=== ACTIVITY ===
Each line below that carries the string "ErrorKind" must appear in the answer.

Collected data:
Content starts

//! TCP 送受信ラッパ
//!
//! ブロッキングソケット 1 本を所有する薄いトランスポート層です。受信は
//! 長さフィールドが読めるまで読み進め、フレーム全長を計算してから残りを
//! 読み切ります。タイムアウトは OS ソケットタイムアウトのみで、発生時は
//! `MelsecError::Timeout` を返します (セッションは汚染扱い、呼び出し側で
//! close して再接続すること)。

use std::io::{ErrorKind, Read, Write};
use std::net::{Shutdown, SocketAddr, TcpStream, ToSocketAddrs};
use std::time::Duration;

use crate::error::MelsecError;
use crate::frame::expected_frame_len;
use crate::mc_define::CommType;
use crate::plc_series::PLCSeries;

const RECV_CHUNK: usize = 4096;
const MAX_FRAME_LEN: usize = 65535;

fn hex_dump(b: &[u8]) -> String {
    b.iter()
        .map(|x| format!("{x:02X}"))
        .collect::<Vec<_>>()
        .join(" ")
}

fn map_io(e: std::io::Error) -> MelsecError {
    match e.kind() {
        ErrorKind::WouldBlock | ErrorKind::TimedOut => MelsecError::Timeout,
        _ => MelsecError::Io(e),
    }
}

/// Blocking TCP transport for one PLC connection.
pub struct TcpTransport {
    stream: TcpStream,
    peer: SocketAddr,
}

impl TcpTransport {
    /// Resolve `host:port` and connect with `timeout` applied to connect,
    /// read and write.
    pub fn connect(host: &str, port: u16, timeout: Duration) -> Result<Self, MelsecError> {
        let addrs = (host, port)
            .to_socket_addrs()
            .map_err(|e| MelsecError::Transport(format!("bad address {host}:{port}: {e}")))?;

        let mut last_err: Option<std::io::Error> = None;
        for addr in addrs {
            match TcpStream::connect_timeout(&addr, timeout) {
                Ok(stream) => {
                    stream.set_read_timeout(Some(timeout))?;
                    stream.set_write_timeout(Some(timeout))?;
                    log::debug!("[MC TCP] connected to {addr}");
                    return Ok(Self { stream, peer: addr });
                }
                Err(e) => last_err = Some(e),
            }
        }
        Err(MelsecError::Transport(format!(
            "failed to connect to {host}:{port}: {err}",
            err = last_err.map_or_else(|| "no address resolved".to_string(), |e| e.to_string())
        )))
    }

    #[must_use]
    pub const fn peer(&self) -> SocketAddr {
        self.peer
    }

    /// Update the socket read/write timeout on the live connection.
    pub fn set_timeout(&self, timeout: Duration) -> Result<(), MelsecError> {
        self.stream.set_read_timeout(Some(timeout))?;
        self.stream.set_write_timeout(Some(timeout))?;
        Ok(())
    }

    /// Write one request frame.
    pub fn send_all(&mut self, payload: &[u8]) -> Result<(), MelsecError> {
        log::debug!("[MC TCP send] {}", hex_dump(payload));
        self.stream.write_all(payload).map_err(map_io)
    }

    /// Read exactly one response frame.
    ///
    /// Reads until the length field of the reply header is complete, computes
    /// the expected total size, then reads the remainder. A timeout mid-frame
    /// surfaces as `Timeout`; a remote close mid-frame as `Transport`.
    pub fn recv_frame(
        &mut self,
        comm: CommType,
        series: PLCSeries,
    ) -> Result<Vec<u8>, MelsecError> {
        let mut buf: Vec<u8> = Vec::new();
        let mut tmp = [0u8; RECV_CHUNK];

        loop {
            if let Some(total) = expected_frame_len(comm, series, &buf)? {
                if total > MAX_FRAME_LEN {
                    return Err(MelsecError::Transport(format!(
                        "reply frame length {total} exceeds limit"
                    )));
                }
                if buf.len() >= total {
                    buf.truncate(total);
                    log::debug!("[MC TCP recv] {}", hex_dump(&buf));
                    return Ok(buf);
                }
            }
            match self.stream.read(&mut tmp) {
                Ok(0) => {
                    return Err(MelsecError::Transport(format!(
                        "connection closed mid-frame after {n} bytes",
                        n = buf.len()
                    )))
                }
                Ok(n) => buf.extend_from_slice(&tmp[..n]),
                Err(e) => return Err(map_io(e)),
            }
        }
    }

    /// Shut the connection down. Best effort, idempotent.
    pub fn close(&mut self) {
        let _ = self.stream.shutdown(Shutdown::Both);
    }
}

impl std::fmt::Debug for TcpTransport {
    fn fmt(&self, f: &mut std::fmt::Formatter<'_>) -> std::fmt::Result {
        f.debug_struct("TcpTransport")
            .field("peer", &self.peer)
            .field("local", &self.stream.local_addr().ok())
            .finish()
    }
}

#[cfg(test)]
mod tests {
    use super::*;
    use std::net::TcpListener;
    use std::thread;

    #[test]
    fn recv_assembles_fragmented_frame() {
        let listener = TcpListener::bind("127.0.0.1:0").expect("bind");
        let port = listener.local_addr().expect("local addr").port();

        let server = thread::spawn(move || {
            let (mut sock, _) = listener.accept().expect("accept");
            // classic binary reply split across two writes
            sock.write_all(&[0xD0, 0x00, 0x00, 0xFF, 0xFF]).unwrap();
            thread::sleep(Duration::from_millis(20));
            sock.write_all(&[0x03, 0x00, 0x04, 0x00, 0x00, 0x00, 0x2A, 0x00])
                .unwrap();
        });

        let mut tp =
            TcpTransport::connect("127.0.0.1", port, Duration::from_secs(2)).expect("connect");
        let frame = tp
            .recv_frame(CommType::Binary, PLCSeries::Q)
            .expect("recv frame");
        assert_eq!(frame.len(), 13);
        assert_eq!(&frame[9..], &[0x00, 0x00, 0x2A, 0x00]);
        server.join().expect("server thread");
    }

    #[test]
    fn recv_timeout_maps_to_timeout_error() {
        let listener = TcpListener::bind("127.0.0.1:0").expect("bind");
        let port = listener.local_addr().expect("local addr").port();
        // accept but never reply
        let server = thread::spawn(move || {
            let (_sock, _) = listener.accept().expect("accept");
            thread::sleep(Duration::from_millis(500));
        });

        let mut tp =
            TcpTransport::connect("127.0.0.1", port, Duration::from_millis(100)).expect("connect");
        assert!(matches!(
            tp.recv_frame(CommType::Binary, PLCSeries::Q),
            Err(MelsecError::Timeout)
        ));
        server.join().expect("server thread");
    }

    #[test]
    fn recv_eof_mid_frame_is_transport_error() {
        let listener = TcpListener::bind("127.0.0.1:0").expect("bind");
        let port = listener.local_addr().expect("local addr").port();
        let server = thread::spawn(move || {
            let (mut sock, _) = listener.accept().expect("accept");
            // header promises 4 data bytes but the connection drops early
            sock.write_all(&[0xD0, 0x00, 0x00, 0xFF, 0xFF, 0x03, 0x00, 0x06, 0x00, 0x00])
                .unwrap();
        });

        let mut tp =
            TcpTransport::connect("127.0.0.1", port, Duration::from_secs(2)).expect("connect");
        assert!(matches!(
            tp.recv_frame(CommType::Binary, PLCSeries::Q),
            Err(MelsecError::Transport(_))
        ));
        server.join().expect("server thread");
    }
}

Content ends

=== ANSWER TO THE PROBLEM ===
use std::io::{ErrorKind, Read, Write};
        ErrorKind::WouldBlock | ErrorKind::TimedOut => MelsecError::Timeout,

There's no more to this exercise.